■ Activity:
Each line of the listing below must be retyped as given.

◇ ◇ ◇ ◇ ◇

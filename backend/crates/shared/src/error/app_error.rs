//! Application Error - Unified error type for the application
//!
//! Defines the [`AppError`] struct.

use std::borrow::Cow;
use std::error::Error;
use std::fmt;

use super::kind::ErrorKind;

/// Unified application error
///
/// Crate-specific error enums convert into this type at the HTTP boundary.
/// The `message` is what the client sees; crate errors log their own
/// details before converting.
///
/// ## Examples
/// ```rust
/// use kernel::error::{app_error::AppError, kind::ErrorKind};
///
/// let err = AppError::new(ErrorKind::NotFound, "Post not found");
/// assert_eq!(err.status_code(), 404);
/// ```
pub struct AppError {
    kind: ErrorKind,
    message: Cow<'static, str>,
}

impl AppError {
    #[inline]
    pub fn new(kind: ErrorKind, message: impl Into<Cow<'static, str>>) -> Self {
        Self {
            kind,
            message: message.into(),
        }
    }

    #[inline]
    pub fn kind(&self) -> ErrorKind {
        self.kind
    }

    #[inline]
    pub fn status_code(&self) -> u16 {
        self.kind.status_code()
    }

    #[inline]
    pub fn message(&self) -> &str {
        &self.message
    }
}

impl fmt::Debug for AppError {
    fn fmt(&self, f: &mut fmt::Formatter<'_>) -> fmt::Result {
        f.debug_struct("AppError")
            .field("kind", &self.kind)
            .field("message", &self.message)
            .finish()
    }
}

impl fmt::Display for AppError {
    fn fmt(&self, f: &mut fmt::Formatter<'_>) -> fmt::Result {
        write!(f, "[{}] {}", self.kind, self.message)
    }
}

impl Error for AppError {}

#[cfg(test)]
mod tests {
    use super::*;

    #[test]
    fn test_new_error() {
        let err = AppError::new(ErrorKind::NotFound, "User not found");
        assert_eq!(err.kind(), ErrorKind::NotFound);
        assert_eq!(err.status_code(), 404);
        assert_eq!(err.message(), "User not found");
    }

    #[test]
    fn test_display() {
        let err = AppError::new(ErrorKind::Forbidden, "Permission denied!");
        assert_eq!(err.to_string(), "[Forbidden] Permission denied!");
    }
}
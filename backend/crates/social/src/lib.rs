//! Social Backend Module
//!
//! Clean Architecture structure:
//! - `domain/` - Follow edges, posts, feed scopes, repository traits
//! - `application/` - Use cases
//! - `infra/` - Database implementations
//! - `presentation/` - HTTP handlers
//!
//! ## Request Model
//! - Every route sits behind the auth gate from the `auth` crate
//! - The gate resolves the caller into a [`SocialIdentity`] (profile,
//!   followings, followers, posts) through [`MemberIdentityResolver`]
//! - Feeds are computed from that preloaded graph in one query
//!
//! [`SocialIdentity`]: domain::entities::SocialIdentity

pub mod application;
pub mod domain;
pub mod error;
pub mod infra;
pub mod presentation;

// Re-exports for convenience
pub use application::MemberIdentityResolver;
pub use error::{SocialError, SocialResult};
pub use infra::postgres::PgSocialRepository;
pub use presentation::router::{SocialAuthGate, social_router, social_router_generic};

pub mod models {
    pub use crate::domain::entities::*;
    pub use crate::domain::value_objects::*;
    pub use crate::presentation::dto::*;
}
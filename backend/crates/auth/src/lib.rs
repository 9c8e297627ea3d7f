//! Auth (Authentication) Backend Module
//!
//! Clean Architecture structure:
//! - `domain/` - Business logic, entities, repository traits
//! - `application/` - Use cases and application services
//! - `infra/` - Database implementations
//! - `presentation/` - HTTP handlers, DTOs, router, Auth Gate middleware
//!
//! ## Features
//! - Registration with user name, password and language profile
//! - Login issuing HMAC-signed bearer access tokens
//! - Logout by blacklisting the token
//! - Auth Gate middleware for every other route
//!
//! ## Security Model
//! - Passwords hashed with Argon2id, optional application pepper
//! - Tokens never expire; revocation is the only invalidation
//! - Every gate rejection looks the same to the caller (403)
//!
//! The identity attached by the gate is produced by an [`IdentityResolver`]
//! supplied by the embedding application, so other crates can preload the
//! context they need.

pub mod application;
pub mod domain;
pub mod error;
pub mod infra;
pub mod presentation;

// Re-exports for convenience
pub use application::config::AuthConfig;
pub use domain::repository::{BlacklistRepository, IdentityResolver};
pub use error::{AuthError, AuthResult};
pub use infra::postgres::PgAuthRepository;
pub use presentation::middleware::{AuthGate, CurrentUser, require_auth};
pub use presentation::router::{auth_router, auth_router_generic};

// Re-export kernel error types for unified error handling
pub use kernel::error::{app_error::AppError, kind::ErrorKind};

// Convenience re-exports
pub mod models {
    pub use crate::domain::entity::{
        credential::Credential,
        revoked_token::RevokedToken,
        user::{NewProfile, User},
    };
    pub use crate::domain::value_object::{
        UserId, access_token::AccessToken, languages::Languages, user_name::UserName,
    };
    pub use crate::presentation::dto::*;
}

#[cfg(test)]
mod tests;
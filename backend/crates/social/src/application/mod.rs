//! Application Layer
//!
//! Use cases for the social graph and posts.

pub mod find_speakers;
pub mod follow;
pub mod publish_post;
pub mod read_feed;
pub mod resolve_identity;
pub mod view_member;

// Re-exports
pub use find_speakers::FindSpeakersUseCase;
pub use follow::{FollowUseCase, ListFollowersUseCase, UnfollowUseCase};
pub use publish_post::PublishPostUseCase;
pub use read_feed::{GetPostUseCase, ReadFeedUseCase};
pub use resolve_identity::MemberIdentityResolver;
pub use view_member::ViewMemberUseCase;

◇ ◇ ◇ ◇ ◇

■ Output below:
filename backend/crates/shared/src/error/app_error.rs
//! Application Error - Unified error type for the application
//!
//! Defines the [`AppError`] struct.

use std::borrow::Cow;
use std::error::Error;
use std::fmt;

use super::kind::ErrorKind;

/// Unified application error
///
/// Crate-specific error enums convert into this type at the HTTP boundary.
/// The `message` is what the client sees; crate errors log their own
/// details before converting.
///
/// ## Examples
/// ```rust
/// use kernel::error::{app_error::AppError, kind::ErrorKind};
///
/// let err = AppError::new(ErrorKind::NotFound, "Post not found");
/// assert_eq!(err.status_code(), 404);
/// ```
pub struct AppError {
    kind: ErrorKind,
    message: Cow<'static, str>,
}

impl AppError {
    #[inline]
    pub fn new(kind: ErrorKind, message: impl Into<Cow<'static, str>>) -> Self {
        Self {
            kind,
            message: message.into(),
        }
    }

    #[inline]
    pub fn kind(&self) -> ErrorKind {
        self.kind
    }

    #[inline]
    pub fn status_code(&self) -> u16 {
        self.kind.status_code()
    }

    #[inline]
    pub fn message(&self) -> &str {
        &self.message
    }
}

impl fmt::Debug for AppError {
    fn fmt(&self, f: &mut fmt::Formatter<'_>) -> fmt::Result {
        f.debug_struct("AppError")
            .field("kind", &self.kind)
            .field("message", &self.message)
            .finish()
    }
}

impl fmt::Display for AppError {
    fn fmt(&self, f: &mut fmt::Formatter<'_>) -> fmt::Result {
        write!(f, "[{}] {}", self.kind, self.message)
    }
}

impl Error for AppError {}

#[cfg(test)]
mod tests {
    use super::*;

    #[test]
    fn test_new_error() {
        let err = AppError::new(ErrorKind::NotFound, "User not found");
        assert_eq!(err.kind(), ErrorKind::NotFound);
        assert_eq!(err.status_code(), 404);
        assert_eq!(err.message(), "User not found");
    }

    #[test]
    fn test_display() {
        let err = AppError::new(ErrorKind::Forbidden, "Permission denied!");
        assert_eq!(err.to_string(), "[Forbidden] Permission denied!");
    }
}
filename backend/crates/social/src/lib.rs
//! Social Backend Module
//!
//! Clean Architecture structure:
//! - `domain/` - Follow edges, posts, feed scopes, repository traits
//! - `application/` - Use cases
//! - `infra/` - Database implementations
//! - `presentation/` - HTTP handlers
//!
//! ## Request Model
//! - Every route sits behind the auth gate from the `auth` crate
//! - The gate resolves the caller into a [`SocialIdentity`] (profile,
//!   followings, followers, posts) through [`MemberIdentityResolver`]
//! - Feeds are computed from that preloaded graph in one query
//!
//! [`SocialIdentity`]: domain::entities::SocialIdentity

pub mod application;
pub mod domain;
pub mod error;
pub mod infra;
pub mod presentation;

// Re-exports for convenience
pub use application::MemberIdentityResolver;
pub use error::{SocialError, SocialResult};
pub use infra::postgres::PgSocialRepository;
pub use presentation::router::{SocialAuthGate, social_router, social_router_generic};

pub mod models {
    pub use crate::domain::entities::*;
    pub use crate::domain::value_objects::*;
    pub use crate::presentation::dto::*;
}
filename backend/crates/auth/src/lib.rs
repository 9c8e297627ea3d7f
//! Auth (Authentication) Backend Module
//!
//! Clean Architecture structure:
//! - `domain/` - Business logic, entities, repository traits
//! - `application/` - Use cases and application services
//! - `infra/` - Database implementations
//! - `presentation/` - HTTP handlers, DTOs, router, Auth Gate middleware
//!
//! ## Features
//! - Registration with user name, password and language profile
//! - Login issuing HMAC-signed bearer access tokens
//! - Logout by blacklisting the token
//! - Auth Gate middleware for every other route
//!
//! ## Security Model
//! - Passwords hashed with Argon2id, optional application pepper
//! - Tokens never expire; revocation is the only invalidation
//! - Every gate rejection looks the same to the caller (403)
//!
//! The identity attached by the gate is produced by an [`IdentityResolver`]
//! supplied by the embedding application, so other crates can preload the
//! context they need.

pub mod application;
pub mod domain;
pub mod error;
pub mod infra;
pub mod presentation;

// Re-exports for convenience
pub use application::config::AuthConfig;
pub use domain::repository::{BlacklistRepository, IdentityResolver};
pub use error::{AuthError, AuthResult};
pub use infra::postgres::PgAuthRepository;
pub use presentation::middleware::{AuthGate, CurrentUser, require_auth};
pub use presentation::router::{auth_router, auth_router_generic};

// Re-export kernel error types for unified error handling
pub use kernel::error::{app_error::AppError, kind::ErrorKind};

// Convenience re-exports
pub mod models {
    pub use crate::domain::entity::{
        credential::Credential,
        revoked_token::RevokedToken,
        user::{NewProfile, User},
    };
    pub use crate::domain::value_object::{
        UserId, access_token::AccessToken, languages::Languages, user_name::UserName,
    };
    pub use crate::presentation::dto::*;
}

#[cfg(test)]
mod tests;
filename backend/crates/social/src/application/mod.rs
//! Application Layer
//!
//! Use cases for the social graph and posts.

pub mod find_speakers;
pub mod follow;
pub mod publish_post;
pub mod read_feed;
pub mod resolve_identity;
pub mod view_member;

// Re-exports
pub use find_speakers::FindSpeakersUseCase;
pub use follow::{FollowUseCase, ListFollowersUseCase, UnfollowUseCase};
pub use publish_post::PublishPostUseCase;
pub use read_feed::{GetPostUseCase, ReadFeedUseCase};
pub use resolve_identity::MemberIdentityResolver;
pub use view_member::ViewMemberUseCase;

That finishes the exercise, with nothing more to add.